A abertura do governo aos partidos aliados e mesmo recalcitrantes, pelas vias formais de cargos e ministérios, está fazendo o Executivo e o Legislativo ampliar de tal maneira as possibilidades de acomodação a ponto de tornar inevitáveis no futuro problemas de coordenação e agilidade na tomada de decisões. O governo de Lula voltou às origens, com 37 ministros alojados em 30 ministérios, mais três secretarias e quatro órgãos equivalentes a pastas. Seis deles foram reservados ao PSD, MDB e União Brasil, partido dividido que ainda não se sente representado no governo. Agora, parte-se para a divisão no segundo escalão, autarquias e estatais.
O loteamento do Estado, que no primeiro governo de Lula privilegiou o PT, agora é mais “democrático”, pois a coalizão governista é minoritária em uma Câmara dominada pelas legendas fisiológicas do Centrão. A moeda corrente das alianças voltou a ser a distribuição de cargos, depois que o PT flertou com a aceitação do orçamento secreto, antes dele ser fulminado pelo Supremo Tribunal Federal.
Para arrumar espaço a indicações político-partidárias, as restrições existentes têm de ser derrubadas, ou tornadas flexíveis a ponto da inocuidade. Um dos mais sólidos pilares da racionalidade administrativa, a lei das estatais, ruiu na Câmara ao apagar das luzes da legislatura anterior, com uma emenda de última hora a um projeto que tratava de publicidade das estatais. O fim prático da quarentena de 3 anos para ocupar cargos de direção das empresas estatais abrirá espaço para aventureiros e politicagens de sempre e o clima é propício a considerar a vedação legal como “criminalização da política”.
O projeto está parado no Senado e não serão os partidos do Centrão ou o PT que se oporão a distorcer a lei das estatais se as mudanças podem beneficiá-los. São mais de 450 cargos influentes e bem remunerados em jogo e da parte do governo não parece haver o menor interesse em preservar os limites legais.

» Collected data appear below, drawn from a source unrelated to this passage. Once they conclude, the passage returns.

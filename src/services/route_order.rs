//! Visiting order for a technician's day

use anyhow::Result;

use crate::services::geo::distance_km;
use crate::types::RouteStop;

/// Orders a fixed set of stops. Must return exactly the stops it was given.
pub trait RouteOrderer: Send + Sync {
    fn order_stops(&self, stops: Vec<RouteStop>) -> Result<Vec<RouteStop>>;

    fn name(&self) -> &'static str;
}

/// Greedy nearest-neighbor tour starting at the earliest booked stop.
/// Stops without coordinates end up last, in their original order.
pub struct NearestNeighborOrderer;

impl RouteOrderer for NearestNeighborOrderer {
    fn order_stops(&self, mut stops: Vec<RouteStop>) -> Result<Vec<RouteStop>> {
        stops.sort_by_key(|s| s.job.scheduled_at);
        let (mut pending, unresolved): (Vec<RouteStop>, Vec<RouteStop>) =
            stops.into_iter().partition(|s| s.coordinates.is_some());

        let mut order = Vec::with_capacity(pending.len() + unresolved.len());
        if !pending.is_empty() {
            order.push(pending.remove(0));
        }

        while !pending.is_empty() {
            let current = order.last().and_then(|s: &RouteStop| s.coordinates);
            let mut nearest = 0;
            let mut nearest_distance = f64::MAX;
            for (i, candidate) in pending.iter().enumerate() {
                let distance = distance_km(current.as_ref(), candidate.coordinates.as_ref());
                if distance < nearest_distance {
                    nearest = i;
                    nearest_distance = distance;
                }
            }
            order.push(pending.remove(nearest));
        }

        order.extend(unresolved);
        Ok(order)
    }

    fn name(&self) -> &'static str {
        "nearest-neighbor"
    }
}

#[cfg(test)]
mod tests {
    use super::*;
    use chrono::{TimeZone, Utc};
    use uuid::Uuid;

    use crate::types::{Coordinates, JobStatus, ScheduledJob};

    fn stop(hour: u32, coordinates: Option<Coordinates>) -> RouteStop {
        RouteStop {
            job: ScheduledJob {
                id: Uuid::new_v4(),
                technician_ids: vec![],
                property: None,
                scheduled_at: Utc.with_ymd_and_hms(2026, 3, 2, hour, 0, 0).unwrap(),
                scheduled_end_at: None,
                status: JobStatus::Scheduled,
                actual_duration_minutes: None,
            },
            coordinates,
        }
    }

    #[test]
    fn test_visits_nearest_stop_next() {
        let first = stop(13, Some(Coordinates::new(45.50, -73.57)));
        let far = stop(14, Some(Coordinates::new(45.60, -73.80)));
        let near = stop(15, Some(Coordinates::new(45.51, -73.58)));
        let ids = [first.job.id, near.job.id, far.job.id];

        let ordered = NearestNeighborOrderer
            .order_stops(vec![far, near, first])
            .unwrap();

        let got: Vec<Uuid> = ordered.iter().map(|s| s.job.id).collect();
        assert_eq!(got, ids);
    }

    #[test]
    fn test_unresolved_stops_go_last() {
        let unresolved = stop(12, None);
        let resolved = stop(14, Some(Coordinates::new(45.50, -73.57)));
        let unresolved_id = unresolved.job.id;

        let ordered = NearestNeighborOrderer
            .order_stops(vec![unresolved, resolved])
            .unwrap();

        assert_eq!(ordered.len(), 2);
        assert_eq!(ordered[1].job.id, unresolved_id);
    }
}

Um alvo próximo são as agências reguladoras. Logo no início de seu primeiro governo, Lula se estranhou com elas, por não estarem subordinadas ao governo. Lula não interferiu em seus dois mandatos, mas depois as agências foram sendo aparelhadas por indicações políticas e diluindo seu caráter técnico. Uma das formas corriqueiras de miná-las por dentro foi a indicação para órgãos reguladores de participantes que trabalharam na iniciativa privada em setores econômicos por elas regulados.
Mesmo assim, sua independência provou-se valiosa, como mostrou o exemplo da Anvisa durante a pandemia, opondo-se ao charlatanismo homicida do então presidente Jair Bolsonaro. Agora, o deputado Danilo Forte (União Brasil-CE) pegou carona na MP 1154, que estabelece nova organização da Presidência e dos ministérios, e apresentou a emenda 54, subordinando as agências reguladoras aos ministérios, retirando-lhes a edição de “atos normativos” e entregando-os a conselhos políticos. Em sua composição entrariam representantes das pastas, de setores regulados, da academia e dos consumidores.
Decisões técnicas e especializadas, se a emenda vingar, serão contornadas ou escamoteadas por influências políticas e privadas, esvaziando os órgãos reguladores e reduzindo seus pareceres a mais uma opinião entre outras. A emenda anula poderes das agências, estando implícito que os ministérios estão muito mais abertos a influências políticas do que as agências em sua configuração legal. Ainda que isso possa não redundar em cargos para loteamento (ao que se sabe até agora), abre caminho para lobbies variados em decisões vitais para o funcionamento da economia.
A Câmara dos Deputados, dirigida por Lira, reeleito para o cargo com apoio quase unânime dos partidos (apenas dois não votaram nele), está tendo problemas para contentar todo mundo, em especial o maior partido da Casa, o PL, inchado pelos bolsonaristas e que conta com 99 deputados. Ontem a Câmara aprovou projeto de resolução para criar mais cinco comissões, levando o total a 30. No início eram 12 comissões. O relator, Hugo Motta (Republicanos), deu justificativa original: o aumento levava em conta a proliferação dos ministérios. Um efeito é que os projetos terão de passar por mais comissões do que antes.
“Quanto mais a gente demora para encontrar uma solução, seja para MP ou projeto de lei, mais fica caro aprovar aquelas coisas e fica cravada a desarmonia”, disse Lula aos líderes da base aliada. O presidente parece disposto a pagar o preço dos acordos com o Centrão.